無慈悲な「繰り上げスタート」。選手たちのこころをへし折る暴力装置。心情主義と効率主義の葛藤の露呈。

 箱根駅伝が終わってもなおその余韻に浸っている。それは単に楽しかったからということではない。箱根駅伝とは,だれのために,なんのために開催されているのか,ということを考える宝庫だからである。つまり,現代社会の諸矛盾がいっぱい詰め込まれた,きわめて優れた文化装置だから,ということだ。

 その典型的な事例が「繰り上げスタート」。この無慈悲なるルール。駅伝の精神をぶった切る,恐るべき装置。わたしには許せない。断じて許せない。だから,考える。

 トップとの差が「20分」を超えたところで,それ以下の遅れたチームに有無をいわさず「繰り上げスタート」を命じる制度。これは駅伝ではない。タスキが手渡せないということは,つまり,手紙が届かないということだ。手紙をもたずに走る選手とはいったいなんのために走っているのか。それはいったい何を意味しているのか。それは単なる「走る人」。走るロボット。そこには「こころ」がかよっていない。

 タスキをリレーするからこそ「駅伝」である。「繰り上げスタート」とは,この「駅伝」を否定することを意味している。ということは,箱根駅伝は,みずから自分の身体の一部を切り捨てる,という暴挙にでたということだ。つまり,みずからの意志で,半分ほど死に体にしてしまった,ということだ。

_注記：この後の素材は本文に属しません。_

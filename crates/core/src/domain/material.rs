use rust_decimal::Decimal;
use serde::{Deserialize, Serialize};

use crate::domain::{fresh_id, non_blank, non_negative};
use crate::errors::DomainError;

#[derive(Clone, Debug, PartialEq, Eq, Hash, Serialize, Deserialize)]
pub struct MaterialId(pub String);

/// Catalog entry for a purchasable material. `sell_price` is what lands on a
/// quote line; `cost_price` is kept for margin reporting only.
#[derive(Clone, Debug, PartialEq, Serialize, Deserialize)]
pub struct Material {
    pub id: MaterialId,
    pub name: String,
    pub category: String,
    pub unit: String,
    pub cost_price: Decimal,
    pub sell_price: Decimal,
    pub supplier: Option<String>,
    pub reference: Option<String>,
}

/// Client-supplied fields for creating or updating a catalog material.
#[derive(Clone, Debug, PartialEq, Serialize, Deserialize)]
pub struct MaterialDraft {
    pub name: String,
    pub category: String,
    pub unit: String,
    pub cost_price: Decimal,
    pub sell_price: Decimal,
    #[serde(default)]
    pub supplier: Option<String>,
    #[serde(default)]
    pub reference: Option<String>,
}

impl MaterialDraft {
    pub fn validate(&self) -> Result<(), DomainError> {
        non_blank("name", &self.name)?;
        non_blank("category", &self.category)?;
        non_blank("unit", &self.unit)?;
        non_negative("cost_price", self.cost_price)?;
        non_negative("sell_price", self.sell_price)?;
        Ok(())
    }

    pub fn build(self) -> Result<Material, DomainError> {
        self.validate()?;
        Ok(Material {
            id: MaterialId(fresh_id()),
            name: self.name,
            category: self.category,
            unit: self.unit,
            cost_price: self.cost_price,
            sell_price: self.sell_price,
            supplier: self.supplier,
            reference: self.reference,
        })
    }

    pub fn apply_to(self, material: &mut Material) -> Result<(), DomainError> {
        self.validate()?;
        material.name = self.name;
        material.category = self.category;
        material.unit = self.unit;
        material.cost_price = self.cost_price;
        material.sell_price = self.sell_price;
        material.supplier = self.supplier;
        material.reference = self.reference;
        Ok(())
    }
}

 聖火リレーを考えてみるがいい。オリンピアの聖地で,太陽光から火をいただいた「聖なる火」をリレーするからこその「聖火リレー」である。それが途中で消えてしまったら,それは,もはや「聖火リレー」とはいわない。0(ゼロ)からのやり直しが必要だ。

 詳しいことは忘れてしまったが,聖火リレーの途中で「聖火」が消えてしまったことがある。あわてて近くにいた役員らしき人が飛び出してきて,ライターで点火して,ふたたび走らせたシーンをテレビで見たことがある。あのあと運ばれていった「火」は「聖火」ではない。したがって,あの大会は「聖火」ではない「俗なる火」(=「ライターの火」)のもとでオリンピックが開催されたのだ。いろいろ話題になったが,「俗なる火」で押し切られてしまった。が,それは間違いだ。なぜなら,「聖火リレー」の精神をみずから否定してしまったのだから。

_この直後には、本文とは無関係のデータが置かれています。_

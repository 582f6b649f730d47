use rust_decimal::Decimal;
use sqlx::{sqlite::SqliteRow, Row};

use devis_core::domain::material::{Material, MaterialId};

use super::{MaterialRepository, RepositoryError};
use crate::DbPool;

pub struct SqlMaterialRepository {
    pool: DbPool,
}

impl SqlMaterialRepository {
    pub fn new(pool: DbPool) -> Self {
        Self { pool }
    }
}

const SELECT_COLUMNS: &str =
    "id, name, category, unit, cost_price, sell_price, supplier, reference";

#[async_trait::async_trait]
impl MaterialRepository for SqlMaterialRepository {
    async fn list(&self) -> Result<Vec<Material>, RepositoryError> {
        let rows =
            sqlx::query(&format!("SELECT {SELECT_COLUMNS} FROM material ORDER BY name ASC"))
                .fetch_all(&self.pool)
                .await?;

        rows.into_iter().map(material_from_row).collect()
    }

    async fn find_by_id(&self, id: &MaterialId) -> Result<Option<Material>, RepositoryError> {
        let row = sqlx::query(&format!("SELECT {SELECT_COLUMNS} FROM material WHERE id = ?"))
            .bind(&id.0)
            .fetch_optional(&self.pool)
            .await?;

        row.map(material_from_row).transpose()
    }

    async fn save(&self, material: Material) -> Result<(), RepositoryError> {
        sqlx::query(
            "INSERT INTO material (
                id, name, category, unit, cost_price, sell_price, supplier, reference
             ) VALUES (?, ?, ?, ?, ?, ?, ?, ?)
             ON CONFLICT(id) DO UPDATE SET
                name = excluded.name,
                category = excluded.category,
                unit = excluded.unit,
                cost_price = excluded.cost_price,
                sell_price = excluded.sell_price,
                supplier = excluded.supplier,
                reference = excluded.reference",
        )
        .bind(&material.id.0)
        .bind(&material.name)
        .bind(&material.category)
        .bind(&material.unit)
        .bind(material.cost_price.to_string())
        .bind(material.sell_price.to_string())
        .bind(material.supplier.as_deref())
        .bind(material.reference.as_deref())
        .execute(&self.pool)
        .await?;

        Ok(())
    }

    async fn delete(&self, id: &MaterialId) -> Result<bool, RepositoryError> {
        let result =
            sqlx::query("DELETE FROM material WHERE id = ?").bind(&id.0).execute(&self.pool).await?;

        Ok(result.rows_affected() > 0)
    }
}

fn material_from_row(row: SqliteRow) -> Result<Material, RepositoryError> {
    Ok(Material {
        id: MaterialId(row.try_get("id")?),
        name: row.try_get("name")?,
        category: row.try_get("category")?,
        unit: row.try_get("unit")?,
        cost_price: parse_decimal("cost_price", row.try_get("cost_price")?)?,
        sell_price: parse_decimal("sell_price", row.try_get("sell_price")?)?,
        supplier: row.try_get("supplier")?,
        reference: row.try_get("reference")?,
    })
}

pub(crate) fn parse_decimal(column: &str, value: String) -> Result<Decimal, RepositoryError> {
    value.parse::<Decimal>().map_err(|error| {
        RepositoryError::Decode(format!("invalid decimal in `{column}`: `{value}` ({error})"))
    })
}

 箱根駅伝の「繰り上げスタート」なるものが,いつから始まったのか,精確には確認していないが,調べればすぐにわかる。そんなに古いことではない,と記憶している。が,こんな馬鹿げた制度を定めたことに「自己矛盾」を感じなかった,当時の競技役員たちの力不足を嘆かわしく思う。もちろん,その背景には,いろいろの事情があっただろうことも想像に難くない。

 その最大の理由をひとことで言ってしまえば,それは「経済的効率主義」だ。箱根駅伝がごときに,長時間にわたる道路の専用を許すのは「無駄」だ,という考え方。どこから,どのようにして,このような考え方が出てきたかはいまさら説明するまでもないだろう。

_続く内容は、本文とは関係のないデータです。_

impl fmt::Display for Error {
    fn fmt(&self, f: &mut fmt::Formatter<'_>) -> fmt::Result {
        match self {
            Error::ReadError { path } => {
                write!(f, "failed to open file '{}'", path)
            }
            Error::BadInclude { line, file, line_number } => {
                write!(f, "bad %include statement : '{}' : in '{}' on line {}", line, file, line_number)
            }
            Error::BadMacro { reason, name, file, line_number } => {
                write!(f, "bad macro, {} : '{}' : in '{}' on line {}", reason, name, file, line_number)
            }
            Error::Duplicate { name, line, file, line_number } => {
                write!(f, "duplicate name '{}' : '{}' : in '{}' on line {}", name, line, file, line_number)
            }
            Error::Reserved { token, file, line_number } => {
                write!(f, "can't use reserved word as a label : '{}' : in '{}' on line {}", token, file, line_number)
            }
            Error::BadOpcode { line, file, line_number } => {
                write!(f, "bad opcode : '{}' : in '{}' on line {}", line, file, line_number)
            }
            Error::MissingOperand { line, file, line_number } => {
                write!(f, "missing operand/s : '{}' : in '{}' on line {}", line, file, line_number)
            }
            Error::Unresolved { token, file, line_number } => {
                write!(f, "missing label or equate : '{}' : in '{}' on line {}", token, file, line_number)
            }
            Error::BadNativeOperand { line, file, line_number } => {
                write!(f, "native instruction is malformed : '{}' : in '{}' on line {}", line, file, line_number)
            }
            Error::BadData { line, file, line_number } => {
                write!(f, "bad DB/DW data : '{}' : in '{}' on line {}", line, file, line_number)
            }
            Error::BadGprintf { line, file, line_number } => {
                write!(f, "bad gprintf format : '{}' : in '{}' on line {}", line, file, line_number)
            }
            Error::PageBoundary { old_address, new_address, line, file, line_number } => {
                write!(f, "page boundary compromised : {:04X} : {:04X} : '{}' : in '{}' on line {}", old_address, new_address, line, file, line_number)
            }
        }
    }
}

 ならば,箱根駅伝を縮小して,参加チームを少なくすればいい。それでも「20分」以上遅れたら,その時点で失格にすればいい。そういうルールをつくれば,残るのはほんのわずかな大学しかなくなるだろう。それは箱根駅伝を消滅させるシナリオでしかない,ということに気づくはずだ。

 そのことは熟知しているからこそ,その苦肉の策として編み出されたのが「繰り上げスタート」であろう。ことしは参加大学を23大学に増やした(なぜ,そうしたのか,そこには理由がある。が詳しくはまたいずれ)。だから,ますます「繰り上げスタート」が必要になった。上位チームとの力の差は歴然としていた。そのため,何回もカウントダウンをしなければならない場面が生まれた。

 可哀相な場面もあった。中継点に入ってきて,あと数秒あればタスキを渡すことができる二人のランナーが,ラストスパートをかけて飛び込んでくるその目の前で,無慈悲にも「繰り上げスタート」のピストルが鳴り響いた。ゴールしてきた選手たちは二人とも,タスキを握りしめたまま,崩れ落ちるようにして地に這った。なんという無惨なことを・・・。とわたしは憤った。そして,涙した。

 こういう「自己矛盾」「自己否定」に蓋をして,「経済的効率主義」に支配されている,というのが箱根駅伝の現実の姿とし浮かび上がってくる。この風景はどこぞの景色にそっくりそのままではないか。そう,原発だ。まるで詐欺のような「経済的効率主義」で塗り固められた原発だ。違うのは,原発はいま,すぐにでも廃炉に持ち込まなくてはならないが,駅伝は止める必要はまったくない,という点だけだ。

 したがって,駅伝に残された問題は,駅伝から生まれる感動を守ろうとする「心情主義」と,短時間で競技を管理・運営しようとする「経済的効率主義」との葛藤をどのように超克していくか,ということだろう。ここに叡知を結集しなくてはならない。

 以上,大づかみに箱根駅伝が抱える問題の所在だけを描きだしてみた。ここからさきは各論となって,もっともっと,さまざまな局面を捉えて,詳論を展開することが必要であろう。いな,ぜひとも,そういう分析をしていかなくてはならないだろう。

 結論:少なくとも選手たちのこころをへし折るようなルールは廃止しよう。

 まずは,とりあえずの問題提起まで。